Появился какой-то лысый мужчина, опасливо присел на скамью и сообщил:

— Меня попечитель прислал. — Джайрадж и бровью не повел: подобрав с полу кусок багета, он со звоном отпиливал от него планку нужной длины.

Внезапно мой дядя спросил:

— Когда будет готово?

Пока Джайрадж собирался с ответом, лысый мужчина повторил четвертый раз:

— Меня попечитель прислал.

Джайрадж, воспользовавшись этой минутой, крикнул молодому человеку, который стоял, прислонясь к велосипеду:

— Завтра в час дня. — Тот вскочил на велосипед и уехал.

Лысый опять затянул:

— Меня попечитель…

Джайрадж взглянул на моего дядю и сказал:

— А это смотря по тому, когда вам нужно.

Лысый сказал:

— Попечитель… завтра уезжает в Тирупати… и требует…

Джайрадж не дал ему закончить фразу:

— Требует меня к себе? Передай ему, что мне недосуг пускаться в паломничество.

— Нет-нет, он требует свою карточку.

— Что за спех? Получит, когда вернется из Тирупати…

Лысый опешил.

А тут подошла женщина с корзиной на боку, продававшая листья бетеля, и спросила:

— Ребеночка-то мне когда принести?

— Это как повитуха скажет, — ответил Джайрадж. Она покраснела, накинула конец сари на голову, чтобы спрятать лицо, и засмеялась. — Завтра в три часа. Наряди его получше. Надень на него все украшения, какие найдешь, да смотри не опоздай. Если опоздаешь, солнца не будет, а значит, и фото не будет. И непременно принеси две рупии, в кредит не работаем, а остальное отдашь, когда придешь получать свое фото в рамке.

— Ох, неужели же вы мне и настолько не поверите?

— Не спорь, у меня так заведено, и все тут. Если я захочу купить у тебя листьев бетеля, я ведь за них сразу заплачу, вот так же и с других требую.

Она ушла, посмеиваясь, а Джайрадж сказал, ни к кому в особенности не обращаясь:

— Каждые десять месяцев рожает по ребенку.
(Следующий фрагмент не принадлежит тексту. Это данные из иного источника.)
use serde::Serialize;
use ts_rs::TS;

/// Health response payload.
#[derive(Debug, Serialize, TS)]
#[ts(
    export,
    export_to = "../../../../packages/api-types/src/generated/health-response.ts"
)]
pub struct HealthResponse {
    pub status: &'static str,
}
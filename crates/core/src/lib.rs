//! Shared primitives for all Rust crates in IntraExtra.

#![forbid(unsafe_code)]

/// Session identity primitives shared across services.
pub mod auth;

use std::fmt::{Display, Formatter};

use serde::{Deserialize, Serialize};
use thiserror::Error;

pub use auth::UserIdentity;

/// Result type used across IntraExtra crates.
pub type AppResult<T> = Result<T, AppError>;

/// A validated non-empty UTF-8 string.
#[derive(Debug, Clone, PartialEq, Eq, Hash, PartialOrd, Ord, Serialize, Deserialize)]
#[serde(try_from = "String", into = "String")]
pub struct NonEmptyString(String);

impl NonEmptyString {
    /// Creates a validated non-empty string.
    pub fn new(value: impl Into<String>) -> AppResult<Self> {
        let value = value.into();
        if value.trim().is_empty() {
            return Err(AppError::Validation(
                "value must not be empty or whitespace".to_owned(),
            ));
        }

        Ok(Self(value))
    }

    /// Returns the underlying string slice.
    #[must_use]
    pub fn as_str(&self) -> &str {
        self.0.as_str()
    }
}

impl TryFrom<String> for NonEmptyString {
    type Error = AppError;

    fn try_from(value: String) -> Result<Self, Self::Error> {
        Self::new(value)
    }
}

impl From<NonEmptyString> for String {
    fn from(value: NonEmptyString) -> Self {
        value.0
    }
}

impl Display for NonEmptyString {
    fn fmt(&self, formatter: &mut Formatter<'_>) -> std::fmt::Result {
        formatter.write_str(self.0.as_str())
    }
}

/// Page identifier used as the partition key for persisted layouts.
///
/// Page ids appear in storage keys, file names and URL paths, so they are
/// restricted to ASCII letters, digits, `-` and `_`.
#[derive(Debug, Clone, PartialEq, Eq, Hash, PartialOrd, Ord, Serialize, Deserialize)]
#[serde(try_from = "String", into = "String")]
pub struct PageId(String);

impl PageId {
    /// Creates a validated page identifier.
    pub fn new(value: impl Into<String>) -> AppResult<Self> {
        let value = value.into();
        if value.is_empty() {
            return Err(AppError::Validation("page id must not be empty".to_owned()));
        }

        if let Some(invalid) = value
            .chars()
            .find(|character| !(character.is_ascii_alphanumeric() || matches!(character, '-' | '_')))
        {
            return Err(AppError::Validation(format!(
                "page id '{value}' contains unsupported character '{invalid}'"
            )));
        }

        Ok(Self(value))
    }

    /// Returns the underlying string slice.
    #[must_use]
    pub fn as_str(&self) -> &str {
        self.0.as_str()
    }
}

impl TryFrom<String> for PageId {
    type Error = AppError;

    fn try_from(value: String) -> Result<Self, Self::Error> {
        Self::new(value)
    }
}

impl From<PageId> for String {
    fn from(value: PageId) -> Self {
        value.0
    }
}

impl Display for PageId {
    fn fmt(&self, formatter: &mut Formatter<'_>) -> std::fmt::Result {
        formatter.write_str(self.0.as_str())
    }
}

/// Common application error categories.
#[derive(Debug, Error)]
pub enum AppError {
    /// Invalid input or violated invariant.
    #[error("validation error: {0}")]
    Validation(String),

    /// Requested resource does not exist.
    #[error("not found: {0}")]
    NotFound(String),

    /// Write operation conflicts with existing state.
    #[error("conflict: {0}")]
    Conflict(String),

    /// Caller is not authenticated.
    #[error("unauthorized: {0}")]
    Unauthorized(String),

    /// Caller is authenticated but blocked by access policy.
    #[error("forbidden: {0}")]
    Forbidden(String),

    /// Internal unexpected error.
    #[error("internal error: {0}")]
    Internal(String),
}

#[cfg(test)]
mod tests {
    use super::{NonEmptyString, PageId};

    #[test]
    fn non_empty_string_rejects_whitespace() {
        let result = NonEmptyString::new("   ");
        assert!(result.is_err());
    }

    #[test]
    fn page_id_accepts_slugs() {
        let page_id = PageId::new("project-core-info");
        assert!(page_id.is_ok());
        assert_eq!(
            page_id.map(|value| value.to_string()).unwrap_or_default(),
            "project-core-info"
        );
    }

    #[test]
    fn page_id_rejects_path_separators() {
        assert!(PageId::new("../etc").is_err());
        assert!(PageId::new("").is_err());
    }

    #[test]
    fn non_empty_string_deserialization_validates() {
        let parsed = serde_json::from_str::<NonEmptyString>("\"  \"");
        assert!(parsed.is_err());
    }
}
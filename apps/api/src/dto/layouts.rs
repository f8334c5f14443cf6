use serde::{Deserialize, Serialize};
use ts_rs::TS;

/// Query string accepted by the layout persistence endpoints.
#[derive(Debug, Default, Deserialize)]
#[serde(rename_all = "camelCase")]
pub struct LayoutQuery {
    pub user_id: Option<String>,
}

impl LayoutQuery {
    /// Returns the user id, treating a blank value as absent.
    pub fn user_subject(&self) -> Option<String> {
        self.user_id
            .as_deref()
            .map(str::trim)
            .filter(|value| !value.is_empty())
            .map(str::to_owned)
    }
}

/// Confirmation returned after a stored layout is removed.
#[derive(Debug, Serialize, TS)]
#[serde(rename_all = "camelCase")]
#[ts(
    export,
    export_to = "../../../../packages/api-types/src/generated/layout-deleted-response.ts"
)]
pub struct LayoutDeletedResponse {
    pub page_id: String,
    pub user_id: Option<String>,
}
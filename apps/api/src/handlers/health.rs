use axum::Json;

use crate::dto::HealthResponse;

pub async fn health_handler() -> Json<HealthResponse> {
    Json(HealthResponse { status: "ok" })
}
use axum::Json;
use axum::extract::{Extension, Path, Query, State};
use axum::http::{HeaderMap, HeaderValue, StatusCode, header};
use intraextra_application::{LayoutDocument, LayoutScope};
use intraextra_core::{AppError, PageId, UserIdentity};
use tracing::info;

use crate::dto::{LayoutDeletedResponse, LayoutQuery};
use crate::error::ApiResult;
use crate::state::AppState;


fn layout_scope(page_id: String, user_subject: Option<String>) -> ApiResult<LayoutScope> {
    Ok(LayoutScope::new(PageId::new(page_id)?, user_subject))
}

/// Scopes a storage request to the caller. A `userId` naming anyone else is
/// rejected.
fn caller_scope<'a>(
    page_id: String,
    user: &UserIdentity,
    claimed: impl IntoIterator<Item = Option<&'a str>>,
) -> ApiResult<LayoutScope> {
    if let Some(other) = claimed
        .into_iter()
        .flatten()
        .find(|claimed| *claimed != user.subject())
    {
        return Err(AppError::Forbidden(format!(
            "layouts of user '{other}' cannot be accessed by '{}'",
            user.subject()
        ))
        .into());
    }

    layout_scope(page_id, Some(user.subject().to_owned()))
}

pub async fn get_layout_handler(
    State(state): State<AppState>,
    Extension(user): Extension<UserIdentity>,
    Path(page_id): Path<String>,
    Query(query): Query<LayoutQuery>,
) -> ApiResult<Json<LayoutDocument>> {
    let scope = caller_scope(page_id, &user, [query.user_subject().as_deref()])?;
    let document = state
        .layout_service
        .find_layout(&scope)
        .await?
        .ok_or_else(|| AppError::NotFound(format!("no saved layout for page '{}'", scope.page_id)))?;

    Ok(Json(document))
}

pub async fn save_layout_handler(
    State(state): State<AppState>,
    Extension(user): Extension<UserIdentity>,
    Path(page_id): Path<String>,
    Query(query): Query<LayoutQuery>,
    Json(document): Json<LayoutDocument>,
) -> ApiResult<(StatusCode, Json<LayoutDocument>)> {
    let scope = caller_scope(
        page_id,
        &user,
        [query.user_subject().as_deref(), document.user_id()],
    )?;
    let document = document.with_user(scope.user_subject.clone());

    state
        .layout_service
        .save_layout(&scope, document.clone())
        .await?;

    info!(
        page_id = %scope.page_id,
        sections = document.sections().len(),
        "layout stored"
    );
    Ok((StatusCode::CREATED, Json(document)))
}

pub async fn delete_layout_handler(
    State(state): State<AppState>,
    Extension(user): Extension<UserIdentity>,
    Path(page_id): Path<String>,
    Query(query): Query<LayoutQuery>,
) -> ApiResult<Json<LayoutDeletedResponse>> {
    let scope = caller_scope(page_id, &user, [query.user_subject().as_deref()])?;
    state.layout_service.clear_layout(&scope).await?;

    info!(page_id = %scope.page_id, "layout reset to default");
    Ok(Json(LayoutDeletedResponse {
        page_id: scope.page_id.as_str().to_owned(),
        user_id: scope.user_subject,
    }))
}

pub async fn export_layout_handler(
    State(state): State<AppState>,
    Extension(user): Extension<UserIdentity>,
    Path(page_id): Path<String>,
) -> ApiResult<(HeaderMap, Json<LayoutDocument>)> {
    let scope = layout_scope(page_id, Some(user.subject().to_owned()))?;
    let document = state.layout_service.export_layout(&scope).await?;

    let mut headers = HeaderMap::new();
    let disposition = format!("attachment; filename=\"{}\"", document.file_name());
    headers.insert(
        header::CONTENT_DISPOSITION,
        HeaderValue::from_str(&disposition).map_err(|error| {
            AppError::Internal(format!("invalid export file name '{disposition}': {error}"))
        })?,
    );

    info!(page_id = %scope.page_id, "layout exported");
    Ok((headers, Json(document)))
}

pub async fn import_layout_handler(
    State(state): State<AppState>,
    Extension(user): Extension<UserIdentity>,
    body: String,
) -> ApiResult<(StatusCode, Json<LayoutDocument>)> {
    let document = state
        .layout_service
        .import_layout(Some(user.subject().to_owned()), &body)
        .await?;

    info!(page_id = %document.page_id(), "layout imported");
    Ok((StatusCode::CREATED, Json(document)))
}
Мать одна и та же, чего нельзя сказать про отца. — Все засмеялись его шутке. — Не мое дело устанавливать отцовство. Я, когда просят, делаю снимок и вставляю его в рамку, вот и все.
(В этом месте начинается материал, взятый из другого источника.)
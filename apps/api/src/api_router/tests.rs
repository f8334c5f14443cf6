use std::sync::Arc;

use axum::http::StatusCode;
use intraextra_application::{
    AccessPolicy, LayoutDocument, LayoutRepository, LayoutScope, LayoutService,
};
use intraextra_core::PageId;
use intraextra_domain::{GridDimensions, GridOptions, default_sections};
use intraextra_infrastructure::{FileLayoutRepository, HttpLayoutRepository};
use serde_json::Value;

use crate::state::AppState;

use super::build_router;

const FRONTEND_URL: &str = "http://localhost:3000";

async fn spawn_api(storage: &tempfile::TempDir) -> String {
    let app_state = AppState {
        layout_service: LayoutService::new(
            Arc::new(FileLayoutRepository::per_user(storage.path())),
            GridOptions::default(),
        ),
        access_policy: AccessPolicy::default(),
        frontend_url: FRONTEND_URL.to_owned(),
    };
    let router = build_router(app_state, FRONTEND_URL).unwrap_or_else(|_| unreachable!());

    let listener = tokio::net::TcpListener::bind("127.0.0.1:0")
        .await
        .unwrap_or_else(|_| unreachable!());
    let address = listener.local_addr().unwrap_or_else(|_| unreachable!());
    tokio::spawn(async move {
        let _ = axum::serve(listener, router).await;
    });

    format!("http://{address}")
}

fn storage() -> tempfile::TempDir {
    tempfile::tempdir().unwrap_or_else(|_| unreachable!())
}

#[tokio::test]
async fn health_reports_ok() {
    let storage = storage();
    let base_url = spawn_api(&storage).await;

    let response = reqwest::get(format!("{base_url}/health"))
        .await
        .unwrap_or_else(|_| unreachable!());
    assert_eq!(response.status(), StatusCode::OK);
    let body = response.json::<Value>().await.unwrap_or_default();
    assert_eq!(body["status"], "ok");
}

#[tokio::test]
async fn remote_repository_round_trips_through_the_api() {
    let storage = storage();
    let base_url = spawn_api(&storage).await;
    let repository = HttpLayoutRepository::new(reqwest::Client::new(), &base_url)
        .unwrap_or_else(|_| unreachable!());
    let scope = LayoutScope::new(
        PageId::new("crew-management").unwrap_or_else(|_| unreachable!()),
        Some("u-21".to_owned()),
    );

    assert!(matches!(repository.find_layout(&scope).await, Ok(None)));

    let document = LayoutDocument::saved(
        scope.page_id.clone(),
        default_sections("crew-management").unwrap_or_default(),
        GridDimensions::new(50, 30),
    );
    assert!(repository.save_layout(&scope, document.clone()).await.is_ok());

    let found = repository.find_layout(&scope).await.unwrap_or_default();
    assert!(found.is_some_and(|found| found.same_layout(&document)));

    assert!(repository.delete_layout(&scope).await.is_ok());
    assert!(matches!(repository.find_layout(&scope).await, Ok(None)));
}

#[tokio::test]
async fn access_routes_require_an_identity() {
    let storage = storage();
    let base_url = spawn_api(&storage).await;

    let response = reqwest::get(format!("{base_url}/api/access/me"))
        .await
        .unwrap_or_else(|_| unreachable!());
    assert_eq!(response.status(), StatusCode::UNAUTHORIZED);

    let response = reqwest::Client::new()
        .get(format!("{base_url}/api/access/me"))
        .header("x-user-id", "u-5")
        .header("x-user-role", "HR_Finance")
        .send()
        .await
        .unwrap_or_else(|_| unreachable!());
    assert_eq!(response.status(), StatusCode::OK);
    let body = response.json::<Value>().await.unwrap_or_default();
    assert_eq!(body["role"], "HR_Finance");
    assert_eq!(body["can_view_financials"], true);
    assert_eq!(body["can_edit_financials"], false);
}

#[tokio::test]
async fn session_mutations_must_come_from_the_frontend() {
    let storage = storage();
    let base_url = spawn_api(&storage).await;
    let client = reqwest::Client::new();
    let payload = serde_json::json!({
        "module": "logistics",
        "section": "shipments",
        "action": "edit",
    });

    let blocked = client
        .post(format!("{base_url}/api/access/evaluate"))
        .header("x-user-id", "u-5")
        .header("x-user-role", "Mid")
        .header("origin", "https://elsewhere.example")
        .json(&payload)
        .send()
        .await
        .unwrap_or_else(|_| unreachable!());
    assert_eq!(blocked.status(), StatusCode::UNAUTHORIZED);

    let allowed = client
        .post(format!("{base_url}/api/access/evaluate"))
        .header("x-user-id", "u-5")
        .header("x-user-role", "Mid")
        .header("origin", FRONTEND_URL)
        .json(&payload)
        .send()
        .await
        .unwrap_or_else(|_| unreachable!());
    assert_eq!(allowed.status(), StatusCode::OK);
    let body = allowed.json::<Value>().await.unwrap_or_default();
    assert_eq!(body["allowed"], true);
}

#[tokio::test]
async fn invalid_page_ids_are_rejected() {
    let storage = storage();
    let base_url = spawn_api(&storage).await;

    let response = reqwest::Client::new()
        .get(format!("{base_url}/api/layouts/%20"))
        .header("x-user-id", "u-5")
        .send()
        .await
        .unwrap_or_else(|_| unreachable!());
    assert_eq!(response.status(), StatusCode::BAD_REQUEST);
}

#[tokio::test]
async fn storage_routes_require_an_identity() {
    let storage = storage();
    let base_url = spawn_api(&storage).await;
    let client = reqwest::Client::new();

    let anonymous = client
        .get(format!("{base_url}/api/layouts/logistics?userId=u-21"))
        .send()
        .await
        .unwrap_or_else(|_| unreachable!());
    assert_eq!(anonymous.status(), StatusCode::UNAUTHORIZED);

    let impersonating = client
        .delete(format!("{base_url}/api/layouts/logistics?userId=u-21"))
        .header("x-user-id", "u-22")
        .send()
        .await
        .unwrap_or_else(|_| unreachable!());
    assert_eq!(impersonating.status(), StatusCode::FORBIDDEN);

    let anonymous_remote = HttpLayoutRepository::new(reqwest::Client::new(), &base_url)
        .unwrap_or_else(|_| unreachable!());
    let scope = LayoutScope::new(
        PageId::new("logistics").unwrap_or_else(|_| unreachable!()),
        None,
    );
    assert!(anonymous_remote.find_layout(&scope).await.is_err());
}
Неожиданно мой дядя спросил:

— А вы можете выполнить мой заказ прямо сейчас, чтобы я мог забрать его?

— Нет, — живо отозвался Джайрадж. — Не до полуночи же мне сидеть за работой.

— Почему? Вы же сказали…

— Ну да, сказал и еще раз скажу: сделаю, если вы прикажете. Будете дожидаться?

Дядя, совсем сбитый с толку, ответил:

— Нет, не могу. Мне нужно поспеть в храм. — И печально задумался над своим нерушимым расписанием: молитвы — размышления — еда — сон.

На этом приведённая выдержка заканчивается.